Musizieren im Ensemble
Die Studierenden möglichst umfassend auf ihre spätere Laufbahn vorzubereiten ist oberstes Ziel der Ausbildung in Weimar. Das bedeutet z. B. für die klassischen Orchesterinstrumente, nicht „nur“ guten Einzelunterricht anzubieten und außerdem engagierte Orchesterschule zu sein, sondern auch in Spezialzweige wie die Bereiche der Neuen und Alten Musik intensiven Einblick zu gewähren. Wesentliche Bestandteile der Ausbildung sind außerdem gemeinsame Proben und Auftritte im Ensemble, seien es das Hochschulsinfonieorchester, das Kammerorchester, das Jazzorchester, der große Hochschulchor, der Kammerchor, das Ensemble für Alte Musik oder die Opernschule.

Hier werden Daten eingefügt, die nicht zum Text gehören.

//! Scans the six sensor channels (PA0..PA5) once per loop through DMA.
//!
//! The DMA1 channel 1 interrupt only forwards the transfer flags to the
//! acquisition registered in `DMA_DONE`. Readings and error counters are kept
//! in `LAST` for inspection with a debugger.

#![no_main]
#![no_std]

use panic_halt as _;

use cortex_m::peripheral::NVIC;
use cortex_m::singleton;
use cortex_m_rt::entry;

use stm32f1xx_analog_sensor::{
    acquisition::{self, Acquisition},
    config::{Config, SampleTime},
    dispatch::HandlerSlot,
    pac::{self, interrupt},
    stm32::AdcDmaScan,
    CHANNEL_COUNT,
};

#[path = "systick.rs"]
mod systick;

use systick::{AsmDelay, SysCounterMs};

static DMA_DONE: HandlerSlot<'static> = HandlerSlot::new();

static mut LAST: [u16; CHANNEL_COUNT] = [0; CHANNEL_COUNT];

#[interrupt]
fn DMA1_CHANNEL1() {
    DMA_DONE.dispatch(AdcDmaScan::take_events());
}

#[entry]
fn main() -> ! {
    // Acquire peripherals
    let cp = cortex_m::Peripherals::take().unwrap();
    let p = pac::Peripherals::take().unwrap();

    // PA0..PA5 are in analog mode after reset, no GPIO setup needed
    let config = Config::default().sample_time(SampleTime::T_55);
    let timeout = config.timeout;
    let scan = AdcDmaScan::new(p.ADC1, p.DMA1, &p.RCC, config, &mut AsmDelay).unwrap();

    let sensors: &'static Acquisition<AdcDmaScan> =
        singleton!(: Acquisition<AdcDmaScan> = Acquisition::new(scan)).unwrap();
    sensors.register(&DMA_DONE).unwrap();

    unsafe { NVIC::unmask(pac::Interrupt::DMA1_CHANNEL1) };

    let mut timer = SysCounterMs::new(cp.SYST);

    loop {
        match sensors.start() {
            Ok(()) => {}
            Err(acquisition::Error::Faulted) => {
                sensors.reset();
                continue;
            }
            Err(_) => continue,
        }

        match sensors.wait_complete::<_, 1_000>(&mut timer, timeout) {
            Ok(()) => {
                if let Ok(values) = sensors.values() {
                    unsafe { LAST = values };
                }
                sensors.reset();
            }
            // The error counters already hold the cause
            Err(_) => sensors.reset(),
        }
    }
}
use std::path::Path;

use serde::Deserialize;
use tracing::info;

use super::{check_schema, parse_artifact, read_artifact, to_columns};
use crate::config::FEATURE_COUNT;
use crate::error::{AppError, Result};
use crate::features::FeatureVector;

#[derive(Deserialize)]
struct ScalerArtifact {
    #[serde(default)]
    features: Option<Vec<String>>,
    mean: Vec<f64>,
    scale: Vec<f64>,
}

/// Per-column standardization fitted at training time.
#[derive(Debug, Clone, PartialEq)]
pub struct StandardScaler {
    mean: [f64; FEATURE_COUNT],
    scale: [f64; FEATURE_COUNT],
}

impl StandardScaler {
    pub fn new(mean: [f64; FEATURE_COUNT], scale: [f64; FEATURE_COUNT]) -> Result<Self> {
        if let Some(i) = scale.iter().position(|s| *s == 0.0 || !s.is_finite()) {
            return Err(AppError::ArtifactLoad(format!(
                "scaler: scale[{i}] must be finite and non-zero"
            )));
        }
        if let Some(i) = mean.iter().position(|m| !m.is_finite()) {
            return Err(AppError::ArtifactLoad(format!("scaler: mean[{i}] is not finite")));
        }
        Ok(Self { mean, scale })
    }

    pub fn load(path: impl AsRef<Path>) -> Result<Self> {
        let path = path.as_ref();
        let scaler = Self::from_artifact(read_artifact(path)?)?;
        info!(path = %path.display(), width = FEATURE_COUNT, "loaded scaler artifact");
        Ok(scaler)
    }

    pub fn from_json_str(text: &str) -> Result<Self> {
        Self::from_artifact(parse_artifact(text, "scaler artifact")?)
    }

    fn from_artifact(a: ScalerArtifact) -> Result<Self> {
        check_schema("scaler", a.features.as_deref())?;
        let mean = to_columns("scaler", "mean", a.mean)?;
        let scale = to_columns("scaler", "scale", a.scale)?;
        Self::new(mean, scale)
    }

    /// `(x - mean) / scale`, column by column.
    pub fn transform(&self, x: &FeatureVector) -> FeatureVector {
        let mut out = [0.0; FEATURE_COUNT];
        for (i, slot) in out.iter_mut().enumerate() {
            *slot = (x.0[i] - self.mean[i]) / self.scale[i];
        }
        FeatureVector(out)
    }
}
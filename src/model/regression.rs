use std::path::Path;

use serde::Deserialize;
use tracing::info;

use super::{check_schema, parse_artifact, read_artifact, to_columns};
use crate::config::FEATURE_COUNT;
use crate::error::{AppError, Result};
use crate::features::FeatureVector;

#[derive(Deserialize)]
struct ModelArtifact {
    /// Estimator family, e.g. "ridge". Informational.
    #[serde(default)]
    kind: Option<String>,
    #[serde(default)]
    features: Option<Vec<String>>,
    coefficients: Vec<f64>,
    intercept: f64,
}

/// Linear regression over standardized features.
#[derive(Debug, Clone, PartialEq)]
pub struct LinearModel {
    coefficients: [f64; FEATURE_COUNT],
    intercept: f64,
}

impl LinearModel {
    pub fn new(coefficients: [f64; FEATURE_COUNT], intercept: f64) -> Result<Self> {
        if !intercept.is_finite() {
            return Err(AppError::ArtifactLoad("model: intercept is not finite".to_string()));
        }
        Ok(Self {
            coefficients,
            intercept,
        })
    }

    pub fn load(path: impl AsRef<Path>) -> Result<Self> {
        let path = path.as_ref();
        let artifact: ModelArtifact = read_artifact(path)?;
        let kind = artifact.kind.clone().unwrap_or_else(|| "linear".to_string());
        let model = Self::from_artifact(artifact)?;
        info!(
            path = %path.display(),
            kind = %kind,
            intercept = model.intercept,
            "loaded regression artifact"
        );
        Ok(model)
    }

    pub fn from_json_str(text: &str) -> Result<Self> {
        Self::from_artifact(parse_artifact(text, "model artifact")?)
    }

    fn from_artifact(a: ModelArtifact) -> Result<Self> {
        check_schema("model", a.features.as_deref())?;
        let coefficients = to_columns("model", "coefficients", a.coefficients)?;
        Self::new(coefficients, a.intercept)
    }

    /// `coefficients · x + intercept`.
    pub fn predict(&self, x: &FeatureVector) -> f64 {
        let dot: f64 = self
            .coefficients
            .iter()
            .zip(x.as_slice())
            .map(|(c, v)| c * v)
            .sum();
        dot + self.intercept
    }
}

#[cfg(test)]
mod tests {
    use super::*;
    use crate::model::fixtures::year_only_model_json;

    #[test]
    fn applies_coefficients_and_intercept() {
        let model = LinearModel::from_json_str(&year_only_model_json()).unwrap();
        let mut x = [7.0; FEATURE_COUNT];
        x[1] = 2015.0;
        assert_eq!(model.predict(&FeatureVector(x)), 1500.0);
    }

    #[test]
    fn zero_input_yields_intercept() {
        let model = LinearModel::new([3.5; FEATURE_COUNT], 42.0).unwrap();
        assert_eq!(model.predict(&FeatureVector([0.0; FEATURE_COUNT])), 42.0);
    }

    #[test]
    fn missing_intercept_is_rejected() {
        let json = r#"{"coefficients": [0,0,0,0,0,0,0,0,0,0,0]}"#;
        assert!(matches!(
            LinearModel::from_json_str(json),
            Err(AppError::ArtifactLoad(_))
        ));
    }

    #[test]
    fn wrong_coefficient_count_is_rejected() {
        let json = r#"{"coefficients": [1,2,3], "intercept": 0}"#;
        let err = LinearModel::from_json_str(json).unwrap_err();
        assert!(err.to_string().contains("3 values"));
    }

    #[test]
    fn schema_mismatch_is_rejected() {
        let json = r#"{
            "features": ["name","km_driven","year","fuel","seller_type","transmission","owner","mileage","engine","max_power","seats"],
            "coefficients": [0,0,0,0,0,0,0,0,0,0,0],
            "intercept": 0
        }"#;
        assert!(matches!(
            LinearModel::from_json_str(json),
            Err(AppError::ArtifactLoad(_))
        ));
    }
}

Internationale Wettbewerbe und Meisterkurse
Zum Bekanntheitsgrad der Hochschule für Musik FRANZ LISZT Weimar tragen in großem Maße auch die zahlreichen internationalen Wettbewerbe und Meisterkurse bei, die alljährlich ausgerichtet werden. Zu Wettbewerben für junge Geiger (LOUIS SPOHR), Kammermusikensembles (JOSEPH JOACHIM), jüngere und ältere Pianisten (FRANZ LISZT), Organisten (BACH | LISZT) oder Schulpraktischem Klavierspiel (GROTRIAN-STEINWEG) reisen Teilnehmer aus allen Teilen des Globus an, um sich mit der internationalen Konkurrenz zu messen. Die seit 1958 jeden Sommer angebotenen Weimarer Meisterkurse für u. a. Streicher, Bläser, Sänger und Dirigenten sind zudem ein Markenzeichen für intensive Fortbildung: Pianisten wie Paul Badura-Skoda oder Geiger wie Thomas Zehetmair garantieren eine höchstmögliche Qualität der Lehre.
Kulturelles Umfeld
Zukunftsmusik
Die Hochschule für Musik FRANZ LISZT Weimar ist den Anforderungen an moderne Musikausbildungsstätten gewachsen – und befindet sich auf Augenhöhe mit der internationalen Konkurrenz. Eine intensive Betreuung aller Studierenden und ihre spätere Pflege als Alumni gehört ebenso dazu wie die professionelle Künstlervermittlung schon während des Studiums. Die Arme werden auch nach Übersee ausgestreckt (Gründung der German School of Music Weimar in Südkorea 2005), um sich auf dem globalen Bildungsmarkt besser zu positionieren. Im Dozenten- und Studierendenaustausch rangiert die Hochschule in der bundesweiten DAAD-Statistik schon jetzt auf vordersten Plätzen und möchte ihre Kontakte zu rund 60 europäischen und internationalen Partnern noch vertiefen. Doch der Ausgangspunkt all dieser Bemühungen muss die Qualität der Lehre vor Ort in Weimar sein – und um diese braucht man sich auch in Zukunft zum Glück keine Sorgen zu machen.